When you’re drunk do a selfie with your bestie
*holds “bunny ears” over someone’s head for five hours as they have their portrait painted*
Walked past a group of cats that meowed at me so I meowed back. They stopped meowing and now I’m worried I said something homeowphobic
Me: *pushes chips forward* I’m all in.
Dealer: Sir, for the last time those are Doritos.
Him: What are you doing?
Me: Rollin’ bones.
Him: I’ll roll your bones. *wraggles eyebrows*
Me:
Him: *winks*
Me: *does voodoo-y stuff*
Him: *turns into a hedgehog*
[end of 1st round of my UFC debut]
Corner man: how you feeling?
Me [out of breath]: horny
Corner man: yeah you gotta stop trying to kiss him
Magneto spent his high school years dating girls with braces.
me (watching Predator when the Predator comes on screen): he’s not allowed near schools
dentist: when did you last floss?
me: just last week
dentist: you know i went to school for this, right? i can see that’s not true
me: sorry, i meant yesterday
dentist: what?
me: i mean i’m flossing right now
dentist:
me: ow my gums, they hurt exactly the normal amount
Me: If I’m guilty of anything, it’s hating the way you change the subject
Judge: And all the murders you did
Me: There you go again
The pizza guy just said “see u tomorrow”
Maybe I eat too much pizza …
In my day children didn’t ask “What fresh hell is this?” while browsing through a rack of cardigans.
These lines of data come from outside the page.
// Copyright 2025 Lablup Inc. and Jeongkyu Shin
//
// Licensed under the Apache License, Version 2.0 (the "License");
// you may not use this file except in compliance with the License.
// You may obtain a copy of the License at
//
//     http://www.apache.org/licenses/LICENSE-2.0
//
// Unless required by applicable law or agreed to in writing, software
// distributed under the License is distributed on an "AS IS" BASIS,
// WITHOUT WARRANTIES OR CONDITIONS OF ANY KIND, either express or implied.
// See the License for the specific language governing permissions and
// limitations under the License.

use anyhow::Result;
use owo_colors::OwoColorize;
use std::path::{Path, PathBuf};

use super::FleetContext;
use crate::config::ConfigError;
use crate::executor::{ExecutionRequest, ExecutionResult};
use crate::hostlist::load_targets;
use crate::node::Node;
use crate::report::AggregateReport;
use crate::schedule::{parse_start_time, wait_until};
use crate::ui::OutputFormatter;

/// Command used to run a piped script when no command is given.
pub const DEFAULT_SCRIPT_SHELL: &str = "sh -s";

pub const REPORT_FILE_NAME: &str = "aggregate_results.json";

pub struct ExecuteCommandParams {
    pub command: Vec<String>,
    pub script: Option<PathBuf>,
    pub download: Option<String>,
    pub at: Option<String>,
}

pub async fn execute_command(
    ctx: &FleetContext,
    params: ExecuteCommandParams,
) -> Result<AggregateReport<ExecutionResult>> {
    // Everything that can be wrong locally is checked before any host is contacted.
    let start_at = params.at.as_deref().map(parse_start_time).transpose()?;
    let targets = load_targets(&ctx.settings.hosts_file)
        .await
        .map_err(ConfigError::from)?;
    let nodes = Node::resolve_all(&targets, &ctx.settings.node_defaults)?;
    let script = match &params.script {
        Some(path) => Some(read_script(path).await?),
        None => None,
    };
    let command = match (params.command.is_empty(), &script) {
        (true, Some(_)) => DEFAULT_SCRIPT_SHELL.to_string(),
        _ => params.command.join(" "),
    };

    if nodes.is_empty() {
        tracing::warn!("No hosts found in {:?}", ctx.settings.hosts_file);
        println!("{} No hosts to run on", "⚠".yellow());
        let report: AggregateReport<ExecutionResult> = AggregateReport::new();
        report
            .write_json(&ctx.settings.report_path(REPORT_FILE_NAME))
            .await?;
        return Ok(report);
    }

    if let Some(start) = start_at {
        wait_until(start).await;
    }

    println!(
        "{}",
        OutputFormatter::format_header(&format!("Executing '{}' on {} host(s)", command, nodes.len()))
    );

    let request = ExecutionRequest::new(command, &ctx.settings)
        .with_script(script)
        .with_download(params.download);
    let report = ctx.run_commands(nodes, request).await;

    report
        .write_json(&ctx.settings.report_path(REPORT_FILE_NAME))
        .await?;
    println!("{}", OutputFormatter::format_summary(report.succeeded(), report.failed()));

    Ok(report)
}

async fn read_script(path: &Path) -> Result<String, ConfigError> {
    tokio::fs::read_to_string(path)
        .await
        .map_err(|e| ConfigError::ScriptFile {
            path: path.display().to_string(),
            reason: e.to_string(),
        })
}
The lady across the plane aisle very rudely covered her watch that I was using.
Decided not to waste $300 on obedience training after watching my dog bark at a shovel on the patio for 10 minutes.
I like that blood pressure kits come with a free, handy zip-up bag that your stuff will never fit in again once you take it out.
WIFE: [trying to distract our crying baby] give him your car keys
ME: good idea! [hopeful] you think he’ll drive away?
My uber is here. Should I get in? He has 5 stars…
I’m glad the Dentist calls me the day before to remind me to cancel my appointment.
That awkward moment when you try something on in a shop but you don’t know if you can get it off again.
Hate to be nosey, people in the hallway, but you’re too effing loud and yes, that mole should be looked at.
yoooo let ur cat know i said pspspsps
Date: *reading menu* anything pop out at you?
Me: I don’t think it’s that kind of book
Note to self: Remove “Does anyone else know you’re here?” from list of first date small talk questions.
PRIEST: god knows how you’re behaving, and has a huge problem with it
ME (wasn’t listening): and also with you
The priest said that the demon really wants to leave, but I’m way too clingy, so the exorcism didn’t work.
Actual warning I saw in a pamphlet:
“You may be at risk for throat cancer if you have a throat or mouth.”
Oh shit….
Whenever I feel sorry for myself, I take my children to the grocery store. And then there’s like 40 people feeling sorry for me.